A door popped open six or seven rows ahead of them—people began to scramble out of their seats, blocking the way. The door that had opened was on the right side, they were seated against the window and aisle on the left, a crowd of people and seats between them and the door.
“IN LINE! IN LINE! GET IN LINE!” shouted the flight attendant’s voice over the intercom. Then: “Do you all want to DIE? I said GET IN FUCKING LINE!!”
That did it. People started to jostle each other into order, slightly cooler heads yelling “Calm!” to the panicked people nearby.
“IN LINE! IN LINE! IN LINE!”
The knot of people was finally loosening at the front, though they still couldn’t see the open door. Looking out the window to his left, Claude glimpsed the reflection of flames cast over the ground. The fire was behind them.
The line began to move quickly.
“NO BAGS!” one man shouted at another, raising his fist. “What the fuck!”
The guy had been trying to retrieve his carry on.
They could finally get up. A woman was clawing her way to get past Sophie, who was on the aisle side. Sophie let her, but not the man behind her.
“Don’t even think about it!” she jabbed him, twisting her way in ahead.

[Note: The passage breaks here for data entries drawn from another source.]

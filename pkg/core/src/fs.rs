use std::fs::{File, OpenOptions, create_dir_all};
use std::io;
use std::path::{Path, PathBuf};

use fs2::FileExt;


/// An exclusive lock on a data directory held for the lifetime of this object
///
/// Every node owns at most one record-store directory and one snapshot directory; taking the
/// lock up front turns the "two nodes configured with the same db_name" operator mistake into
/// an immediate startup error instead of silent corruption
pub struct DirLock {
	/// The file holding the lock (kept open so the lock stays held)
	_file: File,

	path: PathBuf
}

impl DirLock {

	/// Locks the given directory, creating it if it does not exist yet
	pub fn open(path: &Path) -> io::Result<DirLock> {
		create_dir_all(path)?;

		let lockfile_path = path.join("LOCK");

		let lockfile = OpenOptions::new()
			.write(true).create(true)
			.open(&lockfile_path)?;

		// NOTE: Dropped automatically when the File is closed
		lockfile.try_lock_exclusive()?;

		Ok(DirLock {
			_file: lockfile,
			path: path.to_owned()
		})
	}

	pub fn path(&self) -> &Path {
		&self.path
	}
}


#[cfg(test)]
mod tests {
	use super::*;
	use std::env;

	#[test]
	fn dir_lock_excludes_second_owner() {
		let dir = env::temp_dir().join("apus-dirlock-test");

		let first = DirLock::open(&dir).expect("first lock");
		assert!(DirLock::open(&dir).is_err());

		drop(first);
		DirLock::open(&dir).expect("relock after drop");
	}
}
use std::collections::HashMap;
use std::sync::Mutex;

use libc::c_int;

use protos::ServerIdx;


/// Reflected form of the Jones polynomial
const CRC64_POLY: u64 = 0x95ac9329ac4bc9b5;

/// Rolling 64-bit CRC; feeding chunks in sequence equals hashing the concatenation.
/// The chunks are small (16 bytes), so the bitwise form beats carrying a table around
pub fn crc64(mut crc: u64, data: &[u8]) -> u64 {
	for b in data {
		crc ^= *b as u64;
		for _ in 0..8 {
			crc = if crc & 1 != 0 { (crc >> 1) ^ CRC64_POLY } else { crc >> 1 };
		}
	}
	crc
}


/// Every CHECK_PERIOD-th probe of a connection proposes an output consistency check
const CHECK_PERIOD: u64 = 10;
/// The proposed hash is from this many rounds back, so slow replicas have caught up
const CHECK_GOBACK: i64 = 5;
/// Output bytes are folded into the hash in chunks of this size
const HASH_BUFFER_SIZE: usize = 16;


struct OutputHandler {
	/// Hash after each full chunk, indexed by round
	hashes: Vec<u64>,
	hash: u64,
	buf: [u8; HASH_BUFFER_SIZE],
	buf_len: usize,
	/// How many times determine_output was called for this fd
	called: u64
}

impl OutputHandler {
	fn new() -> OutputHandler {
		OutputHandler {
			hashes: vec![],
			hash: 0,
			buf: [0u8; HASH_BUFFER_SIZE],
			buf_len: 0,
			called: 0
		}
	}
}

/// Per-fd output hash bookkeeping for the divergence detector
pub struct OutputManager {
	handlers: Mutex<HashMap<c_int, OutputHandler>>
}

impl OutputManager {
	pub fn new() -> OutputManager {
		OutputManager {
			handlers: Mutex::new(HashMap::new())
		}
	}

	/// Folds application output bytes into the connection's rolling hash. Returns how many
	/// new hash rounds completed
	pub fn store_output(&self, fd: c_int, buf: &[u8]) -> usize {
		if buf.is_empty() {
			return 0;
		}

		let mut handlers = self.handlers.lock().unwrap();
		let handler = handlers.entry(fd).or_insert_with(OutputHandler::new);

		let mut pushed = 0usize;
		let mut rounds = 0usize;

		while pushed < buf.len() {
			let space = HASH_BUFFER_SIZE - handler.buf_len;
			let take = space.min(buf.len() - pushed);

			handler.buf[handler.buf_len..handler.buf_len + take]
				.copy_from_slice(&buf[pushed..pushed + take]);
			handler.buf_len += take;
			pushed += take;

			if handler.buf_len == HASH_BUFFER_SIZE {
				handler.hash = crc64(handler.hash, &handler.buf);
				handler.buf_len = 0;
				let h = handler.hash;
				handler.hashes.push(h);
				rounds += 1;
			}
		}

		rounds
	}

	/// Decides whether this probe should trigger a consistency check; if so, returns the
	/// hash round to propose (a few rounds back)
	pub fn determine_output(&self, fd: c_int) -> i64 {
		let mut handlers = self.handlers.lock().unwrap();
		let handler = handlers.entry(fd).or_insert_with(OutputHandler::new);

		handler.called += 1;
		if handler.called % CHECK_PERIOD != 0 {
			return -1;
		}

		let round = handler.hashes.len() as i64 - CHECK_GOBACK;
		if round >= 0 { round } else { -1 }
	}

	/// Hash at the given round; 0 when the replica has not reached that round yet
	pub fn get_hash(&self, fd: c_int, hash_index: i64) -> u64 {
		if hash_index < 0 {
			return 0;
		}

		let handlers = self.handlers.lock().unwrap();
		match handlers.get(&fd) {
			Some(h) => h.hashes.get(hash_index as usize).cloned().unwrap_or(0),
			None => 0
		}
	}

	pub fn del_output(&self, fd: c_int) {
		self.handlers.lock().unwrap().remove(&fd);
	}
}


/// One replica's contribution to a divergence decision
#[derive(Clone, Copy, Debug)]
pub struct OutputPeer {
	pub node_id: ServerIdx,
	pub hash: u64,
	pub hash_index: i64
}

/// Outcome of a divergence check
#[derive(Clone, PartialEq, Debug)]
pub enum Decision {
	/// D0: everybody agrees
	AllAgree,
	/// D1: the leader sides with the majority; the listed replicas must be restored
	RestoreMinority(Vec<ServerIdx>),
	/// D2: the leader disagrees with the majority; leader and minority must be restored
	RestoreLeaderAndMinority(Vec<ServerIdx>),
	/// D3: no majority exists; everybody must be restored
	RestoreAll
}

/// The divergence decision over one hash round. None when any replica reported hash 0
/// (it has not computed that round yet), making the round inconclusive
pub fn decide(peers: &[OutputPeer], leader: ServerIdx) -> Option<Decision> {
	if peers.is_empty() {
		return None;
	}
	if peers.iter().any(|p| p.hash == 0) {
		return None;
	}

	let group_size = peers.len();
	let threshold = group_size / 2 + 1;

	let leader_hash = peers.iter()
		.find(|p| p.node_id == leader)
		.map(|p| p.hash)?;

	let count_of = |hash: u64| peers.iter().filter(|p| p.hash == hash).count();

	let leader_count = count_of(leader_hash);
	if leader_count == group_size {
		return Some(Decision::AllAgree);
	}

	if leader_count >= threshold {
		let minority = peers.iter()
			.filter(|p| p.hash != leader_hash)
			.map(|p| p.node_id)
			.collect();
		return Some(Decision::RestoreMinority(minority));
	}

	// Is there a majority at all?
	let mut major_hash = 0;
	let mut major_count = 0;
	for p in peers {
		let c = count_of(p.hash);
		if c > major_count {
			major_count = c;
			major_hash = p.hash;
		}
	}

	if major_count >= threshold {
		let to_restore = peers.iter()
			.filter(|p| p.hash != major_hash)
			.map(|p| p.node_id)
			.collect();
		return Some(Decision::RestoreLeaderAndMinority(to_restore));
	}

	Some(Decision::RestoreAll)
}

Falaise had grabbed his slim bag from under the seat as he stood. He’d stuffed it into his jacket against his side and hobbled forward with Sophie, holding the bag against him with one arm.
They were at the door, approaching the edge of the yellow slide. Sophie leapt first, then Claude, the panicked flight attendant shouting “Go! Go!” slapping them each on the shoulder as they passed through the door.
At the bottom, two flight attendants pulled each to their feet, one after the other. They began to run from the plane, following the others, all in the same direction. A fire truck was already there, spraying the fuselage with white foam. Ambulances had pulled up, medics were already sprinting forward.
After running a few hundred meters, Claude slowed to look back. People were still coming down the slide rapidly, the whole opposite side of the plane in flames, black smoke pouring up.
“Sophie!” he shouted, and she slowed and turned back.
They proceeded out of breath, now at a walk, then stopped.
“I’m so sorry!” she began to wail. “I’m so sorry I didn’t listen, I almost got us killed, I’m such a fool. I …”
“No! Stop!” Claude shouted. “It’s not your fault. A plane accident! Are you alright?”
“Yes, I’m alright,” she cried. “I’m a moron, but I’m not dead. My God, Claude, what is this?”
She was still in shock.
“Let’s keep walking,” he said, reaching his arm around her. “Everything will be alright!”
They continued forward with the others, airport security guiding them farther away from the plane.